Top of RECORDS TO PROCESS

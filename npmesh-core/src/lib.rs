//! # npmesh Core
//!
//! Core types, errors, and traits for npmesh, a client for the federation of
//! nanopublication registries.
//!
//! This crate provides the foundational building blocks used by all other npmesh crates:
//!
//! - **Types**: content addresses, registry descriptors, nanopubs and index nodes
//! - **Errors**: one error enum with classification helpers
//! - **Constants**: protocol limits, bootstrap registries and vocabulary
//! - **Pattern**: registry shard coverage (`SurfacePattern`)
//! - **Codec**: the codec table and the built-in TriG and N-Quads codecs
//! - **Traits**: collaborator interfaces (codec, local store, sink, listener)
//!
//! ## Example
//!
//! ```rust
//! use npmesh_core::{ContentAddress, SurfacePattern};
//!
//! let address = ContentAddress::parse("RAdG9VXVOBq-7Ju5H085CgynfrVlwpajLb02B-W0ko_5M").unwrap();
//! let pattern = SurfacePattern::parse(None, Some("dG9"));
//! assert!(pattern.matches_hash(&address));
//! ```

#![forbid(unsafe_code)]
#![warn(missing_docs, rust_2018_idioms, clippy::all)]

pub mod codec;
pub mod constants;
pub mod error;
pub mod pattern;
pub mod traits;
pub mod types;

// Re-export commonly used items at crate root
pub use codec::{CodecTable, NquadsCodec, RdfFormat, TrigCodec, DEFAULT_CODEC};
pub use constants::*;
pub use error::{NpmeshError, Result};
pub use pattern::SurfacePattern;
pub use traits::*;
pub use types::*;
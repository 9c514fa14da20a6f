//! Content addresses (trusty-URI artifact codes).

use std::fmt;
use std::hash::{Hash, Hasher};
use std::str::FromStr;

use serde::{Deserialize, Serialize};

use crate::constants::{MIN_ARTIFACT_CODE_LEN, RDF_MODULE_ID};
use crate::error::{NpmeshError, Result};

/// Longest file-extension style suffix tolerated after an artifact code.
const MAX_SUFFIX_LEN: usize = 20;

/// A content address.
///
/// The artifact code is a two-character module id followed by the hash
/// segment. An address may remember the URI it was parsed from, but equality
/// and hashing only consider the artifact code.
#[derive(Clone, Debug, Serialize, Deserialize)]
pub struct ContentAddress {
    artifact_code: String,
    #[serde(default, skip_serializing_if = "Option::is_none")]
    uri: Option<String>,
}

fn is_code_char(c: char) -> bool {
    c.is_ascii_alphanumeric() || c == '-' || c == '_'
}

/// Returns the trailing artifact code of `s`, if it is long enough.
fn trailing_code(s: &str) -> Option<&str> {
    let start = s
        .char_indices()
        .rev()
        .take_while(|(_, c)| is_code_char(*c))
        .last()
        .map(|(i, _)| i)?;
    let code = &s[start..];
    (code.len() >= MIN_ARTIFACT_CODE_LEN).then_some(code)
}

impl ContentAddress {
    /// Parses a bare artifact code or a URI ending in one.
    ///
    /// A short `.ext` suffix after the code (as in `…/RAxyz.trig`) is ignored.
    pub fn parse(input: &str) -> Result<Self> {
        let input = input.trim();
        if input.is_empty() {
            return Err(NpmeshError::InvalidAddress("empty".into()));
        }

        let is_uri = input.contains(':');
        if !is_uri {
            if input.chars().all(is_code_char) && input.len() >= MIN_ARTIFACT_CODE_LEN {
                return Ok(Self {
                    artifact_code: input.to_string(),
                    uri: None,
                });
            }
            return Err(NpmeshError::InvalidAddress(input.to_string()));
        }

        let code = trailing_code(input).or_else(|| {
            let (head, suffix) = input.rsplit_once('.')?;
            if suffix.len() <= MAX_SUFFIX_LEN && suffix.chars().all(is_code_char) {
                trailing_code(head)
            } else {
                None
            }
        });

        match code {
            Some(code) => Ok(Self {
                artifact_code: code.to_string(),
                uri: Some(input.to_string()),
            }),
            None => Err(NpmeshError::InvalidAddress(input.to_string())),
        }
    }

    /// Parses and additionally requires the RDF module id.
    pub fn parse_rdf(input: &str) -> Result<Self> {
        let address = Self::parse(input)?;
        if !address.is_rdf() {
            return Err(NpmeshError::UnsupportedModule(input.trim().to_string()));
        }
        Ok(address)
    }

    /// The full artifact code.
    pub fn artifact_code(&self) -> &str {
        &self.artifact_code
    }

    /// The two-character module identifier.
    pub fn module_id(&self) -> &str {
        &self.artifact_code[..2]
    }

    /// The hash segment (artifact code without module id).
    pub fn hash_part(&self) -> &str {
        &self.artifact_code[2..]
    }

    /// The URI this address was parsed from, if any.
    pub fn uri(&self) -> Option<&str> {
        self.uri.as_deref()
    }

    /// Returns true for RDF-graph artifact codes.
    pub fn is_rdf(&self) -> bool {
        self.module_id() == RDF_MODULE_ID
    }

    /// URL of this address in a registry's collection.
    pub fn collection_url(&self, registry_url: &str) -> String {
        format!("{}{}", registry_url, self.artifact_code)
    }
}

impl PartialEq for ContentAddress {
    fn eq(&self, other: &Self) -> bool {
        self.artifact_code == other.artifact_code
    }
}

impl Eq for ContentAddress {}

impl Hash for ContentAddress {
    fn hash<H: Hasher>(&self, state: &mut H) {
        self.artifact_code.hash(state);
    }
}

impl fmt::Display for ContentAddress {
    fn fmt(&self, f: &mut fmt::Formatter<'_>) -> fmt::Result {
        f.write_str(&self.artifact_code)
    }
}

impl FromStr for ContentAddress {
    type Err = NpmeshError;

    fn from_str(s: &str) -> Result<Self> {
        Self::parse(s)
    }
}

Bottom of RECORDS TO PROCESS

# TASK DETAILS
Nothing but a number belongs in the answer: the tally of lines in the data holding "Deserialize".

# COMPLETED TASK
2